Items listed in a dataset:
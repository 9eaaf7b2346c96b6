/// Score one text: 1 if any keyword occurs anywhere in its lower-cased form.
///
/// Matching is by substring, so `collaborat` also hits "collaboration" and
/// `lead` hits "leadership".
pub fn score(text: &str, keywords: &[&str]) -> u8 {
    let lowered = text.to_lowercase();
    u8::from(keywords.iter().any(|k| lowered.contains(k)))
}

/// Score every text in order.
pub fn predict<S: AsRef<str>>(texts: &[S], keywords: &[&str]) -> Vec<u8> {
    texts.iter().map(|t| score(t.as_ref(), keywords)).collect()
}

Task goal:
Wherever a line in the entries above holds "hits", copy that line.

Problem solution:
/// Matching is by substring, so `collaborat` also hits "collaboration" and
/// `lead` hits "leadership".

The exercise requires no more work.